Gioia Tauro, Caligiuri (Idv): “sette domande attendono risposte chiare e convincenti”
“Il danno d’immagine e di credibilità che la vicenda di Gioia Tauro sta arrecando alla Calabria è gravissimo”. È quanto afferma, in una nota, il segretario regionale di Italia dei Valori, Mario Caligiuri che, giovedì scorso, appena diffusasi la notizia di quanto stava accadendo, insieme al segretario nazionale del suo partito Ignazio Messina, al consigliere regionale Giuseppe Giordano e ad una delegazione di dirigenti nazionali, ha allestito un presidio democratico all’ingresso dello scalo.
“Per quanto ci riguarda -prosegue Caligiuri- continueremo a denunciare con forza la scarsissima considerazione di cui gode la Calabria in questo momento a livello nazionale e internazionale. Mentre, infatti, la Sardegna e il suo presidente Cappellacci, dopo aver battuto i pugni sul tavolo oggi possono esultare per aver scampato il pericolo di diventare teatro delle operazioni di trasbordo delle sostanze chimiche siriane, la nostra regione, che è una regione denuclearizzata, continua ad essere considerata una sorta di “pattumiera”, in cui chiunque può venire a “scaricare” i propri veleni, senza che nessuno, neanche il Governatore, ne sappia nulla e, soprattutto, senza ottenere dal governo nazionale assicurazioni e risposte chiare e convincenti rispetto ad una serie di domande che, come nel caso di Gioia Tauro, sorgono spontanee e che qui mi permetto di formulare organicamente:
1) Qual è la necessità di trasbordare le sostanze chimiche a Gioia Tauro sulla nave americana Cap Ray? Perché non caricarle direttamente nel porto siriano di Latakia evitando il transito da porti terzi?
2) Risulta vera o no la notizia secondo la quale a Gioia Tauro si dovrà necessariamente far passare le merci attraverso le banchine, atteso che le navi coinvolte non sono navi-container, ma navi Ro-Ro, ovvero con portellone a carico orizzontale? Se ciò dovesse rispondere al vero, le operazioni di trasbordo avverrebbero, al contrario di quanto è stato detto, con sbarco a terra e stoccaggio, con tutti i rischi che tutto ciò comporta?
3) Perché un porto come Gioia Tauro, che viene additato, spesso strumentalmente, assai pericoloso in termini di sicurezza per la sua posizione all’interno di un territorio controllato dalla ‘ndrangheta, oggi viene improvvisamente giudicato come il porto più sicuro d’Italia?
4) Non sarebbe stato più sicuro individuare un porto militare, considerato che i rischi dell’operazione sarebbero più legati alla sicurezza (atti terroristici) che non alla manipolazione delle sostanze, dichiarata a basso rischio?
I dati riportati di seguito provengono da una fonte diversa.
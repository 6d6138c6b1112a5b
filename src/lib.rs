//! Fixed-rate mortgage amortization with mortgage-interest tax deduction.

pub mod amortization;
pub mod error;
pub mod schedule;
pub mod table;
pub mod tax;

pub use amortization::LoanTerms;
pub use error::{MortgageError, Result};
pub use schedule::{DisplayWindow, MortgageInputs, Schedule, ScheduleRow};
pub use tax::{TaxContext, TaxPolicy};
use clap::Parser;
use rand::SeedableRng;
use rand::rngs::StdRng;
use std::process::ExitCode;
use trailpack::cli::{Cli, Command};
use trailpack::{compare, pipeline, truncate};

fn main() -> ExitCode {
    tracing_subscriber::fmt::init();
    match run(Cli::parse()) {
        Ok(()) => ExitCode::SUCCESS,
        Err(e) => {
            tracing::error!("{e}");
            ExitCode::FAILURE
        }
    }
}

fn run(cli: Cli) -> Result<(), Box<dyn std::error::Error>> {
    match cli.command {
        Command::Merge {
            parks,
            out_dir,
            seed,
        } => {
            let mut rng = match seed {
                Some(seed) => StdRng::seed_from_u64(seed),
                None => StdRng::from_os_rng(),
            };
            for park_dir in &parks {
                let name = pipeline::park_slug(park_dir)?;
                let (merged, meta) = pipeline::gather(park_dir, &mut rng)?;
                pipeline::write_outputs(&out_dir, &name, &merged, &meta)?;
                tracing::info!(park = %name, trails = meta.trails.len(), "merged park");
            }
        }
        Command::Compare {
            left,
            right,
            id_property,
            tolerance,
        } => {
            let report = compare::compare_files(&left, &right, &id_property, tolerance)?;
            if report.is_clean() {
                tracing::info!("no meaningful differences");
            } else {
                print!("{report}");
            }
        }
        Command::Truncate { input, output } => truncate::truncate_file(&input, &output)?,
    }
    Ok(())
}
5) Il presidente Scopelliti era a conoscenza del fatto che nel 2013 il porto di Gioia Tauro ha gestito 30 mila tonnellate di sostanze tossiche di categoria 6.1 (su 1500 container) che è la stessa quantità del materiale in arrivo dalla Siria?
6) Se è vero che vi sono molti porti che dal punto di vista della gestione e dello smaltimento di sostanze tossiche surclassano di gran lunga il porto di Gioia Tauro in termini di volumi e di prestazioni, perché non scegliere uno di questi?
7) Se è vero che Scopelliti sapeva, come sostengono alcuni organi di stampa, che la scelta sarebbe ricaduta su Gioia Tauro sin dal 9 gennaio scorso, come mai in tutto questo tempo non ha detto una sola parola per far sentire le proteste della Calabria e dei calabresi? E se, come lui stesso sostiene, non ne sapeva nulla, non dovrebbe prendere atto della totale assenza di peso e relazioni con un governo sostenuto da un partito nel quale egli stesso aspira a diventare uno dei leader nazionali, dando immediatamente le proprie dimissioni?
“Mi auguro che dal tavolo convocato del premier Letta per oggi a Roma – conclude Caligiuri- arrivino risposte chiare e convincenti a queste sette domande e che, soprattutto, giungano impegni precisi su quale dovrà essere il ruolo del governo nazionale e di quello regionale per rilanciare questa grande infrastruttura posta nel cuore del Mediterraneo le cui potenzialità, se solo vi fosse un minimo di attenzione in più, sarebbero straordinarie”.